Friday, March 26, 2010

Hurtin' Heroes

All right, quick quiz: who's the prolific, (180 books) manly, adventurer/author pictured above? If you guessed Thriller Guy you're forgiven, it's an understandable mistake, but you're wrong. That's Lester Dent, author of the Doc Savage series, books that were also made into a radio show, movies and comic books. And which are still available today.

TG recently finished reading and reviewing an excellent thriller (sorry, contractually I cannot name this book for several months), where the hero had by page 67 been badly beaten up three times, stabbed and generally mistreated by friend and foe alike. After finishing the book, TG realized that these days most heroes are getting off pretty light when it comes to being on the receiving end of physical mayhem. Sure, there are exceptions like Ray Banks' characters and a few others, but most big-name authors are letting their guys off easy. They might pick up a flesh wound toward the end of a book, but generally they win all their fist fights and escape relatively unscathed after other attempts are made on their lives. It was not always thus.

When the young folk gather at TG's knee and ask for help with their cute little novels, TG always counsels: “Make the best possible characters and then do the worst possible things to them.” Actually, TG thinks he stole that line from John Irving, but John will never notice this little blog and he wouldn't care anyway. Actually, many years ago, John slept with one of TG's old girlfriends, but that's another story and TG never carries a grudge. (Big shout-out to John -- Still living in New Hampshire and writing about bears?)

Anyway, until recently heroes had to work hard and take a lot of punishment to come out on top of the villains. Lester Dent knew that, and Doc Savage, while fabulously tough and smart, took his lumps and more with every adventure. Note the torn shirt, which was de rigeur on all of this series' pulp covers. Doc wasn't a superhero, but, well, let's let Wikipedia do the explaining...

Doc Savage's real name was Clark Savage, Jr.. He was a physician, surgeon, scientist, adventurer, inventor, explorer, researcher, and, as revealed in The Polar Treasure, a musician. A team of scientists assembled by his father deliberately trained his mind and body to near-superhuman abilities almost from birth, giving him great strength and endurance, a photographic memory, a mastery of the martial arts, and vast knowledge of the sciences. Doc is also a master of disguise and an excellent imitator of voices. "He rights wrongs and punishes evildoers." Dent described the hero as a mix of Sherlock Holmes' deductive abilities, Tarzan's outstanding physical abilities, Craig Kennedy's scientific education, and Abraham Lincoln's goodness. Dent described Doc Savage as manifesting "Christliness." Doc's character and world-view is displayed in his oath, which goes as follows:

Let me strive every moment of my life to make myself better and better, to the best of my ability, that all may profit by it. Let me think of the right and lend all my assistance to those who need it, with no regard for anything but justice. Let me take what comes with a smile, without loss of courage. Let me be considerate of my country, of my fellow citizens and my associates in everything I say and do.

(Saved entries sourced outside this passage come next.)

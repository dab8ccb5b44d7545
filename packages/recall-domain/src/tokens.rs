const AVG_CHARS_PER_TOKEN: usize = 4;

/// Informational token estimate; not a tokenizer.
pub fn estimate_tokens(text: &str) -> usize {
	let chars = text.chars().count().max(1);

	(chars / AVG_CHARS_PER_TOKEN).max(1)
}
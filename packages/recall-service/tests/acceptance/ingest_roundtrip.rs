use std::sync::Arc;

use recall_service::{
	DeleteRequest, IngestMessage, IngestRequest, SearchMatches, SearchRequest,
};
use recall_testkit::MappedEmbedding;

const DIM: u32 = 4;

fn message(role: &str, content: &str) -> IngestMessage {
	IngestMessage { role: role.to_string(), content: content.to_string(), metadata: None }
}

#[tokio::test]
#[ignore = "Requires external Postgres with pgvector. Set RECALL_PG_DSN to run."]
async fn reingest_is_idempotent_and_context_windows_come_back() {
	let Some(test_db) = super::test_db().await else {
		eprintln!("Skipping; set RECALL_PG_DSN to run this test.");

		return;
	};
	let embedding = Arc::new(MappedEmbedding::new(DIM));

	embedding.map("the query", vec![1.0, 0.0, 0.0, 0.0]);
	embedding.map("the hit", vec![1.0, 0.0, 0.0, 0.0]);

	let cfg = super::test_config(test_db.dsn().to_string(), DIM);
	let service = super::build_service(cfg, embedding).await;
	let first = IngestRequest {
		conversation_ref: "conv-upsert".to_string(),
		title: Some("First title".to_string()),
		summary: None,
		messages: vec![
			message("system", "before before"),
			message("user", "before"),
			message("assistant", "the hit"),
			message("user", "after"),
			message("assistant", "after after"),
		],
		metadata: None,
	};

	service.ingest(first).await.expect("first ingest failed");
	service
		.ingest(IngestRequest {
			conversation_ref: "conv-upsert".to_string(),
			title: Some("Second title".to_string()),
			summary: Some("A summary".to_string()),
			messages: vec![message("user", "an extra message")],
			metadata: None,
		})
		.await
		.expect("second ingest failed");

	let listed = service.list().await.expect("list failed");

	assert_eq!(listed.conversations.len(), 1);
	assert_eq!(listed.conversations[0].title.as_deref(), Some("Second title"));
	assert_eq!(listed.conversations[0].message_count, 6);

	let response = service
		.search(SearchRequest {
			query: "the query".to_string(),
			conversation_ref: Some("conv-upsert".to_string()),
			match_count: None,
			match_threshold: Some(0.5),
			include_context: Some(true),
		})
		.await
		.expect("search failed");
	let SearchMatches::Enriched(matches) = response.matches else {
		panic!("expected enriched matches");
	};

	assert_eq!(matches.len(), 1);
	assert_eq!(matches[0].matched.content, "the hit");
	assert_eq!(matches[0].conversation.conversation_ref, "conv-upsert");
	// The hit sits at position 2 of 6; radius 2 gives positions 0..=4.
	assert_eq!(matches[0].context.len(), 5);
	assert_eq!(matches[0].context[2].content, "the hit");

	let deleted = service
		.delete(DeleteRequest { conversation_ref: "conv-upsert".to_string() })
		.await
		.expect("delete failed");

	assert_eq!(deleted.deleted_messages, 6);

	let listed_after = service.list().await.expect("list failed");

	assert!(listed_after.conversations.is_empty());

	test_db.cleanup().await.expect("Failed to cleanup test database.");
}
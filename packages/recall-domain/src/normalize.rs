/// Collapse every run of embedded newlines to a single space.
///
/// Embedding endpoints score single-line input more reliably, so message
/// content is flattened before it is sent for embedding. Other whitespace
/// is left untouched; leading and trailing newline runs are dropped
/// instead of becoming stray spaces.
pub fn collapse_newlines(text: &str) -> String {
	let mut out = String::with_capacity(text.len());
	let mut pending_break = false;

	for ch in text.chars() {
		if ch == '\n' || ch == '\r' {
			pending_break = true;

			continue;
		}
		if pending_break && !out.is_empty() {
			out.push(' ');
		}

		pending_break = false;

		out.push(ch);
	}

	out
}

Let me do right to all, and wrong no man.”

At this point, you may be saying to yourself, That's a very fine credo, but what the hell is the point here, TG? Sorry. The point is that Lester Dent wrote an instructive short essay on how to plot a 6000 word short story. It's a useful instruction for not just short story writers, but novelists as well. Perspective authors and professional authors alike would do well to read the essay and apply its lessons to their own writing, particularly Dent's repeated instructions on how to treat your hero: “Introduce the hero and swat him with a fistful of trouble.” “Shovel more grief onto the hero.” “A surprising plot twist in which the hero preferably gets it in the neck bad.” and again: “Shovel the difficulties more thickly upon the hero.”

So let's get with it, thriller writers; time to start beating the crap out of your heroes.


  1. I'm hoping to get Brendan Fraser to make a genuine Doc Savage movie. Maybe your post will do it. :)

  2. I know I'm reluctant to have my protagonists get shot. Even non-fatal gunshot wounds frequently have severe and long-lasting effects, even after the victim has made a successful recovery. Typically, the consequences involve some form of major disfigurement and/or permanent disability. As a rule, all gunshot wounds are considered medical emergencies that require immediate hospital treatment. So I started collecting various injuries that would be believable, painful, cringeworthy - yet would not maim my hero, and would avoid the totally cliche bullet in the shoulder stupidity that you see in so many hollywood stories.

  3. I recently has a small mole removed from the top of my head -- it left me with a horrible (and I mean horrible!) headache for four days where I just sat around and took major meds. Yet it was really was insignificant compared to the mayhem done to these characters (think, The Big Sleep). Yet they just bounce up, take a slug of whiskey and keep rockin! Tough guys rule, but make it realistic, ok?